##------------------------------------------------------------##
## Author Giovanni Merola please acknowledge my work
## email giovanni.merola@xjtlu.edu.cn
##------------------------------------------------------------##
#' @title Computes LS SPCA components using different variable selection algorithms
#'
#'
#' @description For each component, the variables are selected so as to explain
#' a percentage \emph{alpha} of the variance explained by the corresponding principal component.
#'
#' @usage lsspca(X, alpha = 0.95, maxcard = 0, ncomps = 4,
#' spcaMethod = "u", scalex = FALSE,
#' variableSelection = c("exhaustive", "seqrep", "backward", "forward", "lasso"),
#' really.big = FALSE, force.in = NULL, force.out = NULL, selectfromthese = NULL,
#' lsspca_forLasso = TRUE, lasso_penalty = 0.5)
#'
#' @param X The data matrix.
#' @param alpha Real in [0,1]. percentage of variance of the PCs explained by the sparse component.
#' @param ncomps number of components to compute
#' @param spcaMethod character vector how LS SPCA components are computed:
#' "u" for uncorrelated, "c" for correlated and "p" for projection.
#' If only one value, the same method is used for all components.
#' @param variableSelection how the variables for each components are selected
#' 'seqrep' stepwise, 'exhaustive' all subsets 'backward', 'forward', 'lasso'
#' @param really.big logical, set to true if the matrix is large for faster variable selection
#' no exhaustive search, of course
#' @param scalex = FALSE, whether to scale the variables to unit variance. Variables are
#' scaled to zero mean (if needed) even if scaleX = FALSE
#' @param maxcard a vector or an integer. Missing values filled with last value.

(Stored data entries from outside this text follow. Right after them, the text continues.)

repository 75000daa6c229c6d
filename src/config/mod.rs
//! Configuration for the creditdesk stores
//!
//! Settings come from an optional TOML file, then environment overrides:
//!
//! - `CREDITDESK_STORAGE_TYPE`: `file` or `memory`
//! - `CREDITDESK_STORAGE_DIR`: base directory for the file backend
//! - `CREDITDESK_SESSION_LATENCY`: simulated login/register latency (`1s`, `250ms`)
//! - `CREDITDESK_APPLICATION_LATENCY`: simulated submission latency
//!
//! Every section has defaults, so an empty file is a valid configuration.

use serde::{Deserialize, Serialize};
use std::path::{Path, PathBuf};
use std::time::Duration;
use tracing::debug;

use crate::error::{DeskError, ErrorCode};
use crate::storage::StorageConfig;
use crate::LibResult;

pub const ENV_STORAGE_TYPE: &str = "CREDITDESK_STORAGE_TYPE";
pub const ENV_STORAGE_DIR: &str = "CREDITDESK_STORAGE_DIR";
pub const ENV_SESSION_LATENCY: &str = "CREDITDESK_SESSION_LATENCY";
pub const ENV_APPLICATION_LATENCY: &str = "CREDITDESK_APPLICATION_LATENCY";

/// Key of the persisted user record
pub const DEFAULT_RECORD_KEY: &str = "user";

/// Top-level configuration
#[derive(Debug, Clone, PartialEq, Default, Serialize, Deserialize)]
pub struct DeskConfig {
    #[serde(default)]
    pub session: SessionSettings,

    #[serde(default)]
    pub applications: ApplicationSettings,

    #[serde(default)]
    pub storage: StorageConfig,
}

/// Session store settings
#[derive(Debug, Clone, PartialEq, Serialize, Deserialize)]
pub struct SessionSettings {
    /// Simulated round-trip latency for login and register
    #[serde(with = "humantime_serde", default = "default_session_latency")]
    pub latency: Duration,

    /// Reject a login/register while another one is outstanding
    #[serde(default)]
    pub reject_concurrent: bool,

    /// Storage key holding the persisted user
    #[serde(default = "default_record_key")]
    pub record_key: String,
}

impl Default for SessionSettings {
    fn default() -> Self {
        Self {
            latency: default_session_latency(),
            reject_concurrent: false,
            record_key: default_record_key(),
        }
    }
}

/// Application store settings
#[derive(Debug, Clone, PartialEq, Serialize, Deserialize)]
pub struct ApplicationSettings {
    /// Simulated submission latency
    #[serde(with = "humantime_serde", default = "default_application_latency")]
    pub latency: Duration,

    /// Reject a submission while another one is outstanding
    #[serde(default)]
    pub reject_concurrent: bool,
}

impl Default for ApplicationSettings {
    fn default() -> Self {
        Self {
            latency: default_application_latency(),
            reject_concurrent: false,
        }
    }
}

fn default_session_latency() -> Duration {
    Duration::from_millis(1000)
}

fn default_application_latency() -> Duration {
    Duration::from_millis(1500)
}

fn default_record_key() -> String {
    DEFAULT_RECORD_KEY.to_string()
}

impl DeskConfig {
    /// Load configuration from an optional file plus the process environment
    pub fn load(path: Option<&Path>) -> LibResult<Self> {
        let mut config = match path {
            Some(path) => Self::from_file(path)?,
            None => Self::default(),
        };
        config.apply_env_with(|name| std::env::var(name).ok())?;
        Ok(config)
    }

    /// Parse a TOML configuration file
    pub fn from_file(path: &Path) -> LibResult<Self> {
        let contents = std::fs::read_to_string(path).map_err(|e| {
            DeskError::configuration_with_code(
                ErrorCode::CONFIG_NOT_FOUND,
                format!("Cannot read {}", path.display()),
            )
            .with_source(e)
        })?;
        debug!("Loaded configuration from {}", path.display());
        Self::from_toml_str(&contents)
    }

    /// Parse TOML configuration text
    pub fn from_toml_str(contents: &str) -> LibResult<Self> {
        toml::from_str(contents).map_err(|e| {
            DeskError::configuration_with_code(
                ErrorCode::CONFIG_PARSE_ERROR,
                "Invalid configuration file",
            )
            .with_source(e)
        })
    }

    /// Apply overrides read through `lookup`
    ///
    /// `lookup` stands in for the environment so overrides can be tested
    /// without mutating process state.
    pub fn apply_env_with<F>(&mut self, lookup: F) -> LibResult<()>
    where
        F: Fn(&str) -> Option<String>,
    {
        if let Some(value) = lookup(ENV_STORAGE_TYPE) {
            self.storage.backend = value
                .parse()
                .map_err(|e: String| invalid_value(ENV_STORAGE_TYPE, e))?;
        }
        if let Some(value) = lookup(ENV_STORAGE_DIR) {
            self.storage.base_dir = PathBuf::from(value);
        }
        if let Some(value) = lookup(ENV_SESSION_LATENCY) {
            self.session.latency = parse_latency(ENV_SESSION_LATENCY, &value)?;
        }
        if let Some(value) = lookup(ENV_APPLICATION_LATENCY) {
            self.applications.latency = parse_latency(ENV_APPLICATION_LATENCY, &value)?;
        }
        Ok(())
    }
}

fn parse_latency(name: &str, value: &str) -> LibResult<Duration> {
    humantime_serde::re::humantime::parse_duration(value)
        .map_err(|e| invalid_value(name, e.to_string()))
}

fn invalid_value(name: &str, reason: impl std::fmt::Display) -> DeskError {
    DeskError::configuration_with_code(
        ErrorCode::CONFIG_INVALID_VALUE,
        format!("{}: {}", name, reason),
    )
}
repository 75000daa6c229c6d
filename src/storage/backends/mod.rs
//! Storage backend implementations

pub mod file;
pub mod memory;

pub use file::FileBackend;
pub use memory::MemoryBackend;
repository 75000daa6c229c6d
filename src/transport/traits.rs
//! Backend seams used by the stores
//!
//! The stores never talk to a network directly. Each async operation goes
//! through one of these traits, so an integrating application can swap the
//! simulated implementations for a real backend without changing the store
//! surfaces.

use async_trait::async_trait;
use chrono::{DateTime, Utc};

use crate::application::{ApplicationId, LoanPayload};
use crate::session::{Credentials, RegistrationProfile, User, UserId};
use crate::LibResult;

/// Authentication backend
///
/// # Errors
///
/// - `DeskError::Authentication` for rejected credentials
/// - `DeskError::Submission` for invalid or duplicate profiles
/// - `DeskError::Transport` when the backend cannot be reached
#[async_trait]
pub trait SessionTransport: Send + Sync {
    /// Exchange credentials for the user they identify
    async fn authenticate(&self, credentials: &Credentials) -> LibResult<User>;

    /// Create an account and return the identity the backend assigned
    async fn create_account(&self, profile: &RegistrationProfile) -> LibResult<UserId>;
}

/// Acknowledgement of an accepted loan application
#[derive(Debug, Clone, Copy, PartialEq, Eq)]
pub struct SubmissionReceipt {
    pub id: ApplicationId,
    pub submitted_at: DateTime<Utc>,
}

impl SubmissionReceipt {
    /// Receipt whose ID is derived from the submission time
    pub fn at(submitted_at: DateTime<Utc>) -> Self {
        Self {
            id: ApplicationId::from_timestamp(submitted_at),
            submitted_at,
        }
    }
}

/// Loan submission backend
#[async_trait]
pub trait SubmissionTransport: Send + Sync {
    /// Submit application fields and return the receipt
    async fn submit(&self, payload: &LoanPayload) -> LibResult<SubmissionReceipt>;
}
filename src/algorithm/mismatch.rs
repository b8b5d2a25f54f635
use crate::cursor::{InputCursor, Readable, Sentinel};
use crate::invoke::projected_read;
use crate::sequence::{SafeCursor, Sequence, safe_cursor};

use super::InIn;

/// First pair of positions where `pred` rejects the projected elements,
/// or where either sequence ends.
#[allow(clippy::too_many_arguments)]
pub fn mismatch<I1, S1, I2, S2, F, P1, P2, U1, U2>(
    mut first1: I1,
    last1: S1,
    mut first2: I2,
    last2: S2,
    mut pred: F,
    mut proj1: P1,
    mut proj2: P2,
) -> InIn<I1, I2>
where
    I1: InputCursor,
    S1: Sentinel<I1>,
    I2: InputCursor,
    S2: Sentinel<I2>,
    P1: FnMut(I1::Item) -> U1,
    P2: FnMut(I2::Item) -> U2,
    F: FnMut(U1, U2) -> bool,
{
    while !last1.is_end(&first1) && !last2.is_end(&first2) {
        let a = projected_read(&first1, &mut proj1);
        let b = projected_read(&first2, &mut proj2);
        if !pred(a, b) {
            break;
        }
        first1.advance();
        first2.advance();
    }
    InIn {
        input1: first1,
        input2: first2,
    }
}

pub fn mismatch_in<R1, R2, F, P1, P2, U1, U2>(
    seq1: R1,
    seq2: R2,
    pred: F,
    proj1: P1,
    proj2: P2,
) -> InIn<SafeCursor<R1>, SafeCursor<R2>>
where
    R1: Sequence<Cursor: InputCursor>,
    R2: Sequence<Cursor: InputCursor>,
    P1: FnMut(<R1::Cursor as Readable>::Item) -> U1,
    P2: FnMut(<R2::Cursor as Readable>::Item) -> U2,
    F: FnMut(U1, U2) -> bool,
{
    let InIn { input1, input2 } =
        mismatch(seq1.start(), seq1.end(), seq2.start(), seq2.end(), pred, proj1, proj2);
    InIn {
        input1: safe_cursor::<R1>(input1),
        input2: safe_cursor::<R2>(input2),
    }
}

/// Whether both sequences have the same length and `pred` accepts every
/// pair of projected elements.
#[allow(clippy::too_many_arguments)]
pub fn equal<I1, S1, I2, S2, F, P1, P2, U1, U2>(
    mut first1: I1,
    last1: S1,
    mut first2: I2,
    last2: S2,
    mut pred: F,
    mut proj1: P1,
    mut proj2: P2,
) -> bool
where
    I1: InputCursor,
    S1: Sentinel<I1>,
    I2: InputCursor,
    S2: Sentinel<I2>,
    P1: FnMut(I1::Item) -> U1,
    P2: FnMut(I2::Item) -> U2,
    F: FnMut(U1, U2) -> bool,
{
    loop {
        let (end1, end2) = (last1.is_end(&first1), last2.is_end(&first2));
        if end1 || end2 {
            return end1 && end2;
        }
        let a = projected_read(&first1, &mut proj1);
        let b = projected_read(&first2, &mut proj2);
        if !pred(a, b) {
            return false;
        }
        first1.advance();
        first2.advance();
    }
}

pub fn equal_in<R1, R2, F, P1, P2, U1, U2>(
    seq1: R1,
    seq2: R2,
    pred: F,
    proj1: P1,
    proj2: P2,
) -> bool
where
    R1: Sequence<Cursor: InputCursor>,
    R2: Sequence<Cursor: InputCursor>,
    P1: FnMut(<R1::Cursor as Readable>::Item) -> U1,
    P2: FnMut(<R2::Cursor as Readable>::Item) -> U2,
    F: FnMut(U1, U2) -> bool,
{
    equal(seq1.start(), seq1.end(), seq2.start(), seq2.end(), pred, proj1, proj2)
}
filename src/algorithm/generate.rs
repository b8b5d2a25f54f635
use crate::cursor::{Cursor, Sentinel, WeaklyIncrementable, Writable};
use crate::sequence::{SafeCursor, Sequence, safe_cursor};

/// Assign successive results of `generator` to `[first, last)`.
pub fn generate<O, S, G, T>(mut first: O, last: S, mut generator: G) -> O
where
    O: Cursor + Writable<T>,
    S: Sentinel<O>,
    G: FnMut() -> T,
{
    while !last.is_end(&first) {
        first.write(generator());
        first.advance();
    }
    first
}

pub fn generate_in<R, G, T>(seq: R, generator: G) -> SafeCursor<R>
where
    R: Sequence<Cursor: Writable<T>>,
    G: FnMut() -> T,
{
    safe_cursor::<R>(generate(seq.start(), seq.end(), generator))
}

/// Assign `n` results of `generator` starting at `first`; nothing when
/// `n <= 0`.
pub fn generate_n<O, G, T>(mut first: O, n: isize, mut generator: G) -> O
where
    O: WeaklyIncrementable + Writable<T>,
    G: FnMut() -> T,
{
    for _ in 0..n.max(0) {
        first.write(generator());
        first.advance();
    }
    first
}
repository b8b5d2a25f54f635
use core::marker::PhantomData;

use crate::cursor::SliceCursor;
use crate::primitives::Present;
use crate::sequence::{Sequence, SizedSequence};

/// A sequence with no elements of type `T`.
#[derive(Debug, Clone, Copy, Default, PartialEq, Eq)]
pub struct Empty<T>(PhantomData<fn() -> T>);

#[inline]
pub const fn empty<T>() -> Empty<T> {
    Empty(PhantomData)
}

#[inline]
fn nothing<T>() -> &'static [T] {
    &[]
}

impl<T: 'static> Sequence for Empty<T> {
    type Cursor = SliceCursor<'static, T>;
    type Sentinel = SliceCursor<'static, T>;
    type Borrowed = Present;

    #[inline]
    fn start(&self) -> Self::Cursor {
        SliceCursor::new(nothing(), 0)
    }

    #[inline]
    fn end(&self) -> Self::Sentinel {
        self.start()
    }
}

impl<T: 'static> SizedSequence for Empty<T> {
    #[inline]
    fn size(&self) -> usize {
        0
    }
}
//! Single-pass sequences over standard iterators.

use core::cell::Cell;

use crate::cursor::{DefaultSentinel, Readable, Sentinel, WeaklyIncrementable};
use crate::primitives::Absent;
use crate::sequence::Sequence;

/// An iterator as a single-pass sequence.
///
/// The iterator is handed to the first cursor taken from the sequence;
/// later calls to `start` see an exhausted sequence.
pub struct FromIter<It> {
    source: Cell<Option<It>>,
}

#[inline]
pub fn from_iter<It: IntoIterator>(iter: It) -> FromIter<It::IntoIter> {
    FromIter {
        source: Cell::new(Some(iter.into_iter())),
    }
}

/// Input cursor that pulls from an iterator.
///
/// Keeps the element under the cursor so it can be read more than once.
/// Only exhausted cursors compare equal.
pub struct IterCursor<It: Iterator> {
    iter: Option<It>,
    current: Option<It::Item>,
}

impl<It: Iterator> IterCursor<It> {
    fn new(iter: Option<It>) -> Self {
        let mut cursor = Self {
            iter,
            current: None,
        };
        cursor.pull();
        cursor
    }

    fn pull(&mut self) {
        self.current = self.iter.as_mut().and_then(Iterator::next);
    }
}

impl<It: Iterator> PartialEq for IterCursor<It> {
    #[inline]
    fn eq(&self, other: &Self) -> bool {
        self.current.is_none() && other.current.is_none()
    }
}

impl<It: Iterator> WeaklyIncrementable for IterCursor<It> {
    #[inline]
    fn advance(&mut self) {
        self.pull();
    }
}

impl<It: Iterator<Item: Clone>> Readable for IterCursor<It> {
    type Item = It::Item;

    fn read(&self) -> It::Item {
        match &self.current {
            Some(item) => item.clone(),
            None => panic!("read past the end of a single-pass sequence"),
        }
    }
}

impl<It: Iterator> Sentinel<IterCursor<It>> for DefaultSentinel {
    #[inline]
    fn is_end(&self, cursor: &IterCursor<It>) -> bool {
        cursor.current.is_none()
    }
}

impl<It: Iterator> Sequence for FromIter<It> {
    type Cursor = IterCursor<It>;
    type Sentinel = DefaultSentinel;
    type Borrowed = Absent;

    #[inline]
    fn start(&self) -> IterCursor<It> {
        IterCursor::new(self.source.take())
    }

    #[inline]
    fn end(&self) -> DefaultSentinel {
        DefaultSentinel
    }
}
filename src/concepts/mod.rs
//! # Layer 1: Object Capabilities
//!
//! The foundational predicates every cursor and sequence capability is
//! built from. Each one is a pure conjunction of std traits, so it is
//! modeled through a blanket impl and can never disagree with its parts.
//!
//! ```text
//! EqualityComparableWith<U>     Semiregular = Clone + Default
//!           |                         |
//!   EqualityComparable = Eq      Regular = Semiregular + Eq
//!           |
//!   TotallyOrdered = Ord
//! ```
//!
//! For querying a concrete type, see [`satisfies!`](crate::satisfies) and
//! [`has_capability!`](crate::has_capability).

pub mod detect;

pub use detect::Detect;

/// `Self == U` and `Self != U` are defined.
#[diagnostic::on_unimplemented(
    message = "`{Self}` cannot be compared for equality with `{U}`",
    label = "requires `EqualityComparableWith<{U}>`"
)]
pub trait EqualityComparableWith<U: ?Sized>: PartialEq<U> {}
impl<T: ?Sized + PartialEq<U>, U: ?Sized> EqualityComparableWith<U> for T {}

/// Equality is an equivalence relation.
#[diagnostic::on_unimplemented(
    message = "`{Self}` is not equality comparable",
    label = "requires `EqualityComparable` (`Eq`)"
)]
pub trait EqualityComparable: Eq {}
impl<T: ?Sized + Eq> EqualityComparable for T {}

/// Comparison is a total order.
#[diagnostic::on_unimplemented(
    message = "`{Self}` is not totally ordered",
    label = "requires `TotallyOrdered` (`Ord`)"
)]
pub trait TotallyOrdered: Ord + EqualityComparable {}
impl<T: ?Sized + Ord> TotallyOrdered for T {}

/// Copyable and default-constructible.
#[diagnostic::on_unimplemented(
    message = "`{Self}` is not semiregular",
    label = "requires `Clone + Default`"
)]
pub trait Semiregular: Clone + Default {}
impl<T: Clone + Default> Semiregular for T {}

/// Semiregular with equality.
#[diagnostic::on_unimplemented(
    message = "`{Self}` is not regular",
    label = "requires `Clone + Default + Eq`"
)]
pub trait Regular: Semiregular + EqualityComparable {}
impl<T: Semiregular + Eq> Regular for T {}

// =============================================================================
// has_capability! - Low-level single trait probe (concrete types only)
// =============================================================================

/// Check if a concrete type implements a trait at compile time.
///
/// Uses the "Inherent Const Fallback" pattern: an inherent const shadows
/// a trait const when the bound is satisfied. A bound that cannot hold
/// falls back to `false` instead of failing the build.
///
/// For boolean combinations use [`satisfies!`](crate::satisfies).
///
/// # Usage
///
/// ```
/// use tola_ranges::has_capability;
/// use tola_ranges::cursor::{ContiguousCursor, SliceCursor};
///
/// assert!(has_capability!(SliceCursor<'static, i32>, ContiguousCursor));
/// assert!(has_capability!(*const i32, ContiguousCursor));
/// assert!(!has_capability!(*const str, ContiguousCursor));
/// ```
#[macro_export]
macro_rules! has_capability {
    ($T:ty, $Trait:path) => {{
        struct __Probe<T: ?Sized>(core::marker::PhantomData<T>);

        trait __Fallback { const VAL: bool = false; }
        impl<T: ?Sized> __Fallback for __Probe<T> {}

        impl<T: ?Sized + $Trait> __Probe<T> {
            #[allow(dead_code)]
            const VAL: bool = true;
        }

        __Probe::<$T>::VAL
    }};
}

#' @param force.in NULL or list of indeces that must be in component. not for lasso. [NULL]
#' @param force.out NULL or list of indeces cannot be in component. [NULL]
#' @param selectfromthese NULL or list of indeces from which model chosen. [NULL]
#' @param lsspca_forLasso use lsspca with indeces selected with lasso or just the lasso regression
#' @param lasso_penalty real between 0 and 1. 0-> ridge regression, 1 -> lasso
#'
#'
#' @details for USPCA, \code{maxcard} cannot be smaller than the order of the components
#' computed, so \code{maxcard = c(1, 1, 1)} will be automatically changed to
#' \code{maxcard = c(1, 2, 3)}. Exhaustive search can be slow for matrices with
#' 30 or more variables. See the documentation for \code{leaps::regsubset}
#' and {glmnet::glmnet} for the options.
#' @return a list
## #' \loadmathjax
#' \describe{
## #' \item{loadings}{Matrix with the loadings scaled to unit \mjeqn{L_2}{ASCII representation} norm.}
## #' \item{contributions}{Matrix of loadings scaled to unit \eqn{L_1}{ASCII representation} norm.}
#' \item{loadings}{Matrix with the loadings scaled to unit \eqn{L_2} norm.}
#' \item{contributions}{Matrix of loadings scaled to unit \eqn{L_1} norm.}
#' \item{ncomps}{integer number of components computed. Default is 4.}
#' \item{cardinality}{Vector with the cardinalities of each loadings.}
#' \item{ind}{List with the indices of the non-zero loadings for each component.}
#' \item{loadingslist}{A list with only the nonzero ladings for each component.}
#' \item{vexp}{Vector with the \% variance explained by each component.}
#' \item{vexpPC}{Vector with the \% variance explained by each principal component.}
#' \item{cvexp}{Vector with the \% cumulative variance explained by each component.}
#' \item{rcvexp}{Vector with the \% proportion of cumulative variance explained by each component to that explained by the PCs.}
#' \item{scores}{the SPCs scores.}
#' \item{PCloadings}{Matrix with the PCs loadings scaled to unit \eqn{L_2} norm. }
#' \item{PCscores}{the PCs scores.}
#' \item{spcaMethod}{method used to compute the sparse loadings}
#' \item{corComp}{Matrix of correlations among the sparse components.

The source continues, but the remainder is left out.